● WHAT THE TASK REQUIRES: If a line in the entries below holds the string "against", copy it.

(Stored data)
□ □ □
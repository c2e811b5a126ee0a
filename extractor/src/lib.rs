//! Bundle extractor library.
//!
//! This crate supplies database distribution archives from a bundle jar that
//! has already been installed in the local Maven repository, so a download
//! framework can run without network access. It locates the repository,
//! resolves the bundle for the requested version, and copies the single
//! platform archive out of it.
//!
//! # Modules
//!
//! - [`archive`] - Single-entry extraction from zip and jar archives
//! - [`bundle`] - The [`Downloader`](bundle::Downloader) backed by the bundle jar
//! - [`env`] - Environment variable and home directory access
//! - [`error`] - Error type for bundle extraction
//! - [`naming`] - Distribution descriptors and bundle entry names
//! - [`repository`] - Local repository discovery with a resettable cache
//! - [`resolver`] - Artifact lookup, including snapshot matching

pub mod archive;
pub mod bundle;
pub mod env;
pub mod error;
pub mod naming;
pub mod repository;
pub mod resolver;

#[cfg(any(test, feature = "test-support"))]
pub mod test_utils;
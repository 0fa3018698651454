use crate::error::{CbResult, CipherBreakError};
use fastrand::Rng;

/// Shifts raw fitness scores into non-negative selection weights.
///
/// Scores move by `-min + 1` only when the minimum is negative; otherwise
/// they are returned unchanged. A weight vector that is still entirely zero
/// after the shift leaves roulette selection with nothing to weight by, which
/// is a configuration error rather than something to paper over with uniform
/// selection.
pub fn normalize_weights(scores: &[f64]) -> CbResult<Vec<f64>> {
    let min = scores
        .iter()
        .copied()
        .fold(f64::INFINITY, f64::min);

    let weights: Vec<f64> = if min < 0.0 {
        scores.iter().map(|s| s - min + 1.0).collect()
    } else {
        scores.to_vec()
    };

    if weights.iter().sum::<f64>() <= 0.0 {
        return Err(CipherBreakError::Config(
            "selection weights are all zero; no candidate can be weighted".into(),
        ));
    }
    Ok(weights)
}

/// Fitness-proportionate selection over a fixed weight vector, with
/// replacement. Built once per generation after normalization.
pub struct RouletteWheel {
    cumulative: Vec<f64>,
    total: f64,
}

impl RouletteWheel {
    pub fn new(weights: &[f64]) -> CbResult<Self> {
        let mut cumulative = Vec::with_capacity(weights.len());
        let mut total = 0.0;
        for &w in weights {
            total += w;
            cumulative.push(total);
        }
        if total <= 0.0 {
            return Err(CipherBreakError::Config(
                "roulette wheel requires a positive total weight".into(),
            ));
        }
        Ok(Self { cumulative, total })
    }

    /// Draws one index with probability proportional to its weight.
    pub fn pick(&self, rng: &mut Rng) -> usize {
        let target = rng.f64() * self.total;
        let idx = self.cumulative.partition_point(|&c| c <= target);
        // Guard against float rounding at the top end.
        idx.min(self.cumulative.len() - 1)
    }

    /// Draws two independent parents; the same individual may come up twice.
    pub fn pick_parents(&self, rng: &mut Rng) -> (usize, usize) {
        (self.pick(rng), self.pick(rng))
    }
}
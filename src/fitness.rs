use crate::cipher::CipherKey;
use crate::config::FitnessWeights;
use crate::dictionary::Dictionary;
use crate::frequency::{self, FreqDenominator};
use rayon::prelude::*;

/// Scores candidate decryptions: a bonus per dictionary word found minus the
/// total deviation from expected English letter frequencies. Higher is
/// better; scores are often negative.
///
/// Pure and deterministic for identical inputs, so a population can be
/// evaluated in parallel against shared read-only state.
#[derive(Debug, Clone)]
pub struct FitnessEvaluator {
    dictionary: Dictionary,
    word_weight: f64,
    denominator: FreqDenominator,
}

impl FitnessEvaluator {
    pub fn new(dictionary: Dictionary, weights: &FitnessWeights) -> Self {
        Self {
            dictionary,
            word_weight: weights.word_weight,
            denominator: weights.freq_denominator,
        }
    }

    pub fn dictionary(&self) -> &Dictionary {
        &self.dictionary
    }

    /// Fitness of an already-decrypted text.
    pub fn score_plaintext(&self, plaintext: &str) -> f64 {
        let word_score = self.word_weight * self.dictionary.match_count(plaintext) as f64;
        let observed = frequency::observed_frequencies(plaintext, self.denominator);
        word_score - frequency::deviation(&observed)
    }

    /// Fitness of a candidate key against the ciphertext.
    pub fn score(&self, ciphertext: &str, key: &CipherKey) -> f64 {
        self.score_plaintext(&key.decrypt(ciphertext))
    }

    /// Scores every individual of a generation. Each evaluation is
    /// independent, so the batch runs as a rayon parallel map.
    pub fn evaluate_population(&self, ciphertext: &str, population: &[CipherKey]) -> Vec<f64> {
        population
            .par_iter()
            .map(|key| self.score(ciphertext, key))
            .collect()
    }
}
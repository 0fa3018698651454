use crate::cipher::{letter_index, ALPHABET_LEN};
use strum_macros::{Display, EnumString};

/// Expected percentage frequency of each letter in English prose, indexed by
/// ordinal (A through Z). The table sums to 100 up to rounding.
pub const ENGLISH_FREQUENCIES: [f64; ALPHABET_LEN] = [
    8.12,  // A
    1.49,  // B
    2.71,  // C
    4.32,  // D
    12.02, // E
    2.30,  // F
    2.03,  // G
    5.92,  // H
    7.31,  // I
    0.10,  // J
    0.69,  // K
    3.98,  // L
    2.61,  // M
    6.95,  // N
    7.68,  // O
    1.82,  // P
    0.11,  // Q
    6.02,  // R
    6.28,  // S
    9.10,  // T
    2.88,  // U
    1.11,  // V
    2.09,  // W
    0.17,  // X
    2.11,  // Y
    0.07,  // Z
];

/// Which character count divides the per-letter tallies.
///
/// `AllChars` reproduces the reference behavior (spaces and punctuation
/// inflate the denominator); `LettersOnly` restricts it to A-Z.
#[derive(Debug, Clone, Copy, PartialEq, Eq, Default, Display, EnumString)]
#[strum(serialize_all = "snake_case")]
pub enum FreqDenominator {
    #[default]
    AllChars,
    LettersOnly,
}

/// Tallies uppercase letters and the total character count of the text.
pub fn letter_counts(text: &str) -> ([u64; ALPHABET_LEN], u64) {
    let mut counts = [0u64; ALPHABET_LEN];
    let mut total = 0u64;
    for c in text.chars() {
        total += 1;
        if let Some(i) = letter_index(c) {
            counts[i] += 1;
        }
    }
    (counts, total)
}

/// Observed percentage frequency of each letter. A zero denominator (empty
/// text, or no letters under `LettersOnly`) yields all zeros rather than a
/// division by zero.
pub fn observed_frequencies(text: &str, denominator: FreqDenominator) -> [f64; ALPHABET_LEN] {
    let (counts, total_chars) = letter_counts(text);
    let denom = match denominator {
        FreqDenominator::AllChars => total_chars,
        FreqDenominator::LettersOnly => counts.iter().sum(),
    };
    if denom == 0 {
        return [0.0; ALPHABET_LEN];
    }
    std::array::from_fn(|i| (counts[i] as f64 / denom as f64) * 100.0)
}

/// Total absolute deviation of observed from expected frequencies.
pub fn deviation(observed: &[f64; ALPHABET_LEN]) -> f64 {
    ENGLISH_FREQUENCIES
        .iter()
        .zip(observed.iter())
        .map(|(expected, obs)| (expected - obs).abs())
        .sum()
}

#[cfg(test)]
mod tests {
    use super::*;

    #[test]
    fn table_sums_to_one_hundred() {
        let sum: f64 = ENGLISH_FREQUENCIES.iter().sum();
        assert!((sum - 100.0).abs() < 0.05, "table sums to {}", sum);
    }

    #[test]
    fn all_letters_text_has_identical_modes() {
        let obs_all = observed_frequencies("AAAB", FreqDenominator::AllChars);
        let obs_letters = observed_frequencies("AAAB", FreqDenominator::LettersOnly);
        assert_eq!(obs_all, obs_letters);
        assert!((obs_all[0] - 75.0).abs() < 1e-9);
        assert!((obs_all[1] - 25.0).abs() < 1e-9);
    }

    #[test]
    fn non_letters_inflate_the_reference_denominator() {
        let obs_all = observed_frequencies("AA  ", FreqDenominator::AllChars);
        let obs_letters = observed_frequencies("AA  ", FreqDenominator::LettersOnly);
        assert!((obs_all[0] - 50.0).abs() < 1e-9);
        assert!((obs_letters[0] - 100.0).abs() < 1e-9);
    }

    #[test]
    fn empty_text_yields_zero_frequencies() {
        let obs = observed_frequencies("", FreqDenominator::AllChars);
        assert_eq!(obs, [0.0; ALPHABET_LEN]);
        let expected_sum: f64 = ENGLISH_FREQUENCIES.iter().sum();
        assert!((deviation(&obs) - expected_sum).abs() < 1e-9);
    }
}
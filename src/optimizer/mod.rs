pub mod crossover;
pub mod mutation;
pub mod selection;
pub mod runner;

pub use self::runner::{
    CrackResult, EvolutionEngine, EvolutionOptions, FitnessHistory, ProgressCallback,
    SilentProgress,
};
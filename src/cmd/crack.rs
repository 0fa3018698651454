use crate::reports;
use cipherbreak::config::Config;
use cipherbreak::dictionary::Dictionary;
use cipherbreak::error::CbResult;
use cipherbreak::fitness::FitnessEvaluator;
use cipherbreak::optimizer::{EvolutionEngine, EvolutionOptions, ProgressCallback};
use clap::Args;
use std::fs::{self, File};
use std::sync::Arc;
use std::time::{Duration, Instant};
use tracing::{info, warn};

#[derive(Args, Debug, Clone)]
pub struct CrackArgs {
    #[command(flatten)]
    pub config: Config,

    #[arg(short, long, default_value = "ciphertext.txt")]
    pub input: String,

    #[arg(short, long, default_value = "data/words.txt")]
    pub words: String,

    #[arg(short = 'S', long)]
    pub seed: Option<u64>,

    /// Wall-clock limit in seconds; the best key found so far is kept
    #[arg(short = 'T', long)]
    pub time: Option<u64>,

    #[arg(long, default_value = "decrypted_mapping.json")]
    pub key_out: String,

    #[arg(long, default_value = "fitness_history.csv")]
    pub history_out: String,

    #[arg(long)]
    pub plaintext_out: Option<String>,
}

struct CliProgress {
    deadline: Option<Instant>,
    report_interval: usize,
}

impl ProgressCallback for CliProgress {
    fn on_generation(&self, generation: usize, best_fitness: f64, mutation_rate: f64) -> bool {
        if generation % self.report_interval == 0 {
            info!(
                "Gen {:5} | Best: {:8.2} | Mutation: {:.2}",
                generation + 1,
                best_fitness,
                mutation_rate
            );
        }
        match self.deadline {
            Some(deadline) => Instant::now() < deadline,
            None => true,
        }
    }
}

pub fn run(args: CrackArgs, debug: bool) -> CbResult<()> {
    let ciphertext = fs::read_to_string(&args.input)?;
    info!(
        "Loaded ciphertext ({} chars) from {}",
        ciphertext.chars().count(),
        args.input
    );

    // A missing or empty word list degrades to frequency-only scoring; it is
    // not fatal.
    let dictionary = match Dictionary::load_from_file(&args.words) {
        Ok(dict) => dict,
        Err(e) => {
            warn!(
                "Could not load word list '{}': {}. Scoring on letter frequencies only.",
                args.words, e
            );
            Dictionary::empty()
        }
    };
    if dictionary.is_empty() {
        warn!("Word list is empty; word-match bonus is disabled for this run.");
    } else {
        info!("Loaded {} dictionary words from {}", dictionary.len(), args.words);
    }

    let evaluator = Arc::new(FitnessEvaluator::new(dictionary, &args.config.fitness));
    let engine = EvolutionEngine::new(evaluator, EvolutionOptions::from(&args.config));

    let callback = CliProgress {
        deadline: args.time.map(|secs| Instant::now() + Duration::from_secs(secs)),
        report_interval: if debug { 10 } else { 100 },
    };

    let result = engine.run(&ciphertext, args.seed, callback)?;

    if result.aborted {
        warn!(
            "Search aborted after {} generations; reporting best so far.",
            result.generations_run
        );
    }
    info!(
        "Best fitness {:.2} after {} generations (final mutation rate {:.2})",
        result.fitness, result.generations_run, result.final_mutation_rate
    );

    reports::print_key_table(&result.key);
    println!("\nDecrypted text:\n{}", result.plaintext);

    serde_json::to_writer_pretty(File::create(&args.key_out)?, &result.key)?;
    info!("Recovered key saved to {}", args.key_out);

    result.history.save_to_file(&args.history_out)?;
    info!("Fitness history saved to {}", args.history_out);

    if let Some(path) = &args.plaintext_out {
        fs::write(path, &result.plaintext)?;
        info!("Decrypted text saved to {}", path);
    }

    Ok(())
}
□ □ □
● ANSWER TO THIS EXERCISE:
        // Guard against float rounding at the top end.
/// evaluated in parallel against shared read-only state.
    /// Fitness of a candidate key against the ciphertext.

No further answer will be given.